IL Appellate Court Upholds School District’s Use of “Unduly Burdensome” FOIA Exemption for “Fishing Expedition” Request
A recent Illinois Appellate Court decision provides welcome support to a school district or other public body faced with a Freedom of Information Act (FOIA) request that is more akin to a “fishing expedition” than a targeted request for documents. The case is a reminder of the importance of engaging in a good-faith dialogue with and providing detailed written responses to a requester when denying a request as unduly burdensome.

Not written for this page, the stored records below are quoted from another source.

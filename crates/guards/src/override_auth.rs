use std::path::PathBuf;
use std::sync::atomic::{AtomicBool, Ordering};

use hmac::{Hmac, Mac};
use sha1::Sha1;
use warden_config::{Config, OverrideSettings};

use crate::audit;

pub const OVERRIDE_ENV: &str = "HOOK_OVERRIDE_CODE";

type HmacSha1 = Hmac<Sha1>;

/// Validates a human operator's time-based one-time password and downgrades a
/// single blocking decision per process. A missing, malformed, or wrong code
/// all behave identically, so the mechanism offers no oracle.
pub struct OverrideAuthenticator {
    secret: Option<Vec<u8>>,
    settings: OverrideSettings,
    log_dir: PathBuf,
    consumed: AtomicBool,
}

impl OverrideAuthenticator {
    pub fn from_config(cfg: &Config) -> Self {
        let secret = std::fs::read_to_string(cfg.override_secret_path())
            .ok()
            .and_then(|raw| decode_secret(&raw));
        Self {
            secret,
            settings: cfg.override_auth.clone(),
            log_dir: cfg.log_dir(),
            consumed: AtomicBool::new(false),
        }
    }

    #[cfg(test)]
    pub fn for_tests(secret: Vec<u8>, settings: OverrideSettings, log_dir: PathBuf) -> Self {
        Self {
            secret: Some(secret),
            settings,
            log_dir,
            consumed: AtomicBool::new(false),
        }
    }

    pub fn log_dir(&self) -> &std::path::Path {
        &self.log_dir
    }

    /// Attempt to spend the override on the named guard. Returns true exactly
    /// once per process, and only when `HOOK_OVERRIDE_CODE` holds a currently
    /// valid code. Acceptance is audited best-effort.
    pub fn try_consume(&self, guard_name: &str) -> bool {
        if self.consumed.load(Ordering::SeqCst) {
            return false;
        }
        let Ok(candidate) = std::env::var(OVERRIDE_ENV) else {
            return false;
        };
        if !self.validate(candidate.trim(), now_unix()) {
            return false;
        }
        self.consumed.store(true, Ordering::SeqCst);
        audit::append(
            &self.log_dir,
            "override_audit.log",
            &format!("override accepted for guard '{guard_name}'"),
        );
        true
    }

    fn validate(&self, candidate: &str, now: u64) -> bool {
        let Some(secret) = &self.secret else {
            return false;
        };
        if candidate.len() != self.settings.digits as usize
            || !candidate.bytes().all(|b| b.is_ascii_digit())
        {
            return false;
        }
        let step = self.settings.step_secs.max(1);
        let current = now / step;
        let skew = self.settings.skew_steps;
        let first = current.saturating_sub(skew);
        (first..=current + skew)
            .any(|counter| hotp(secret, counter, self.settings.digits) == candidate)
    }
}

fn now_unix() -> u64 {
    std::time::SystemTime::now()
        .duration_since(std::time::UNIX_EPOCH)
        .map(|d| d.as_secs())
        .unwrap_or(0)
}

fn decode_secret(raw: &str) -> Option<Vec<u8>> {
    let cleaned: String = raw
        .chars()
        .filter(|c| !c.is_whitespace())
        .map(|c| c.to_ascii_uppercase())
        .collect();
    if cleaned.is_empty() {
        return None;
    }
    data_encoding::BASE32_NOPAD
        .decode(cleaned.trim_end_matches('=').as_bytes())
        .ok()
}

/// RFC 4226 HOTP truncation over HMAC-SHA1, the compatibility baseline for
/// authenticator apps.
fn hotp(secret: &[u8], counter: u64, digits: u32) -> String {
    let Ok(mut mac) = HmacSha1::new_from_slice(secret) else {
        return String::new();
    };
    mac.update(&counter.to_be_bytes());
    let digest = mac.finalize().into_bytes();
    let offset = (digest[digest.len() - 1] & 0x0f) as usize;
    let binary = ((u32::from(digest[offset]) & 0x7f) << 24)
        | (u32::from(digest[offset + 1]) << 16)
        | (u32::from(digest[offset + 2]) << 8)
        | u32::from(digest[offset + 3]);
    let code = binary % 10u32.pow(digits);
    format!("{code:0width$}", width = digits as usize)
}
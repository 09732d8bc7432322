use std::io::Write;
use std::path::Path;

/// Append one timestamped line to a best-effort audit log. Concurrent hook
/// processes rely on O_APPEND semantics; a failed append is logged and
/// swallowed, never surfaced to the host.
pub fn append(log_dir: &Path, file_name: &str, line: &str) {
    if let Err(e) = try_append(log_dir, file_name, line) {
        tracing::warn!(error = %e, file = file_name, "Audit log append failed");
    }
}

fn try_append(log_dir: &Path, file_name: &str, line: &str) -> std::io::Result<()> {
    std::fs::create_dir_all(log_dir)?;
    let mut file = std::fs::OpenOptions::new()
        .create(true)
        .append(true)
        .open(log_dir.join(file_name))?;
    writeln!(
        file,
        "[{}] {}",
        chrono::Utc::now().format("%Y-%m-%d %H:%M:%S"),
        line
    )
}
use std::path::{Path, PathBuf};
use std::sync::Arc;

use anyhow::Result;
use futures::StreamExt;
use warden_config::IndexerSettings;

use crate::embedder::Embedder;
use crate::fingerprint::{content_fingerprint, point_id};
use crate::qdrant::{PointPayload, QdrantClient};
use crate::walker::{self, FileEntry};
use crate::workspace::collection_name;

#[derive(Debug, Clone, Copy, Default)]
pub struct IndexStats {
    pub scanned: usize,
    pub indexed: usize,
    pub skipped: usize,
    pub failed: usize,
}

#[derive(Debug, Clone, Copy, PartialEq, Eq)]
pub enum UpdateOutcome {
    Indexed,
    Unchanged,
    NotIndexable,
}

/// Seeds and maintains the duplicate-prevention collection for one workspace.
/// The vector store itself is the source of truth for change detection: each
/// point carries the content fingerprint it was indexed from.
pub struct WorkspaceIndexer {
    root: PathBuf,
    collection: String,
    embedder: Arc<dyn Embedder>,
    store: Arc<QdrantClient>,
    settings: IndexerSettings,
}

impl WorkspaceIndexer {
    pub fn new(
        root: &Path,
        embedder: Arc<dyn Embedder>,
        store: Arc<QdrantClient>,
        settings: IndexerSettings,
    ) -> Self {
        Self {
            root: root.to_path_buf(),
            collection: collection_name(root),
            embedder,
            store,
            settings,
        }
    }

    pub fn collection(&self) -> &str {
        &self.collection
    }

    pub fn root(&self) -> &Path {
        &self.root
    }

    /// Full scan: walk the workspace and index every new or changed file.
    /// Per-file failures are logged and counted, never fatal.
    pub async fn build(&self) -> Result<IndexStats> {
        self.store
            .ensure_collection(&self.collection, self.embedder.dimensions())
            .await?;

        let entries = walker::walk_workspace(
            &self.root,
            &self.settings.exclude,
            self.settings.max_file_size,
        )?;
        let scanned = entries.len();

        let workers = self.settings.workers.max(1);
        let outcomes: Vec<Result<UpdateOutcome>> = futures::stream::iter(entries)
            .map(|entry| self.index_entry(entry))
            .buffer_unordered(workers)
            .collect()
            .await;

        let mut stats = IndexStats {
            scanned,
            ..Default::default()
        };
        for outcome in outcomes {
            match outcome {
                Ok(UpdateOutcome::Indexed) => stats.indexed += 1,
                Ok(UpdateOutcome::Unchanged) | Ok(UpdateOutcome::NotIndexable) => {
                    stats.skipped += 1
                }
                Err(e) => {
                    stats.failed += 1;
                    tracing::warn!(error = %e, "Failed to index file");
                }
            }
        }
        Ok(stats)
    }

    /// Index a single file by absolute path, skipping when its fingerprint
    /// matches the stored point. Used by the watch loop.
    pub async fn update_file(&self, abs_path: &Path) -> Result<UpdateOutcome> {
        let Some(language) = walker::language_tag(abs_path) else {
            return Ok(UpdateOutcome::NotIndexable);
        };
        let content = tokio::fs::read_to_string(abs_path).await?;
        let rel = abs_path
            .strip_prefix(&self.root)
            .unwrap_or(abs_path)
            .to_string_lossy()
            .to_string();
        self.index_content(&rel, abs_path, language, &content).await
    }

    async fn index_entry(&self, entry: FileEntry) -> Result<UpdateOutcome> {
        let id = point_id(&entry.abs_path.to_string_lossy());
        if let Some(existing) = self.store.retrieve(&self.collection, id).await? {
            if existing.content_fingerprint == entry.fingerprint {
                return Ok(UpdateOutcome::Unchanged);
            }
        }
        let content = tokio::fs::read_to_string(&entry.abs_path).await?;
        self.embed_and_upsert(id, &entry.abs_path, entry.language, &content, &entry.fingerprint)
            .await?;
        Ok(UpdateOutcome::Indexed)
    }

    async fn index_content(
        &self,
        rel: &str,
        abs_path: &Path,
        language: &'static str,
        content: &str,
    ) -> Result<UpdateOutcome> {
        let fingerprint = content_fingerprint(content);
        let id = point_id(&abs_path.to_string_lossy());
        if let Some(existing) = self.store.retrieve(&self.collection, id).await? {
            if existing.content_fingerprint == fingerprint {
                tracing::debug!(file = rel, "Unchanged since last index");
                return Ok(UpdateOutcome::Unchanged);
            }
        }
        self.embed_and_upsert(id, abs_path, language, content, &fingerprint)
            .await?;
        tracing::info!(file = rel, "Indexed");
        Ok(UpdateOutcome::Indexed)
    }

    async fn embed_and_upsert(
        &self,
        id: u64,
        abs_path: &Path,
        language: &str,
        content: &str,
        fingerprint: &str,
    ) -> Result<()> {
        let vector = self.embedder.embed(content, language).await?;
        let payload = PointPayload {
            file_path: abs_path.to_string_lossy().to_string(),
            language: language.to_string(),
            content_fingerprint: fingerprint.to_string(),
            indexed_at: chrono::Utc::now().to_rfc3339(),
        };
        self.store
            .upsert(&self.collection, id, &vector, &payload)
            .await
    }
}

In Sargent Shriver National Center on Poverty Law v. the Board of Education of the City of Chicago, the requester, a nonprofit legal and educational policy advocacy organization, made three requests to the school district seeking employee misconduct reports involving school-based police officers. The school district denied all three requests as unduly burdensome, and in the first two instances, the requester narrowed the requests. With respect to the final request, which sought all employee misconduct reports for the school district for one calendar year, the District explained in a written response to the requester that responding to the request would require hundreds of personnel hours to review over 600 responsive documents, many of which likely would not contain any information about police conduct.
The requester challenged the denial of the request as unduly burdensome, arguing that the school district had not proved, by clear and convincing evidence, that responding to the request would be unduly burdensome. Although the Appellate Court agreed that the unduly burdensome provision in the FOIA is an “exception” that requires support by clear and convincing evidence, it found that because the undue burden exception requires a good-faith dialogue with the requester, it is not always necessary for the public body to support its use of the exemption with affidavits, documents for confidential review, or other materials that might be necessary to support a denial under other FOIA exceptions. Instead, the pre-suit communications between the parties provided a written explanation for the use of the exception and gave the requesting party an opportunity to test the scope of that explanation by clarifying or narrowing its request. This detailed written response adequately showed that it would be an undue burden to respond to the requests.
The court also found that the burden of the request outweighed the public interest. Although the information the requester sought was important, the burden on the school district to review hundreds of records that were likely not even relevant outweighed the public’s interest in the documents.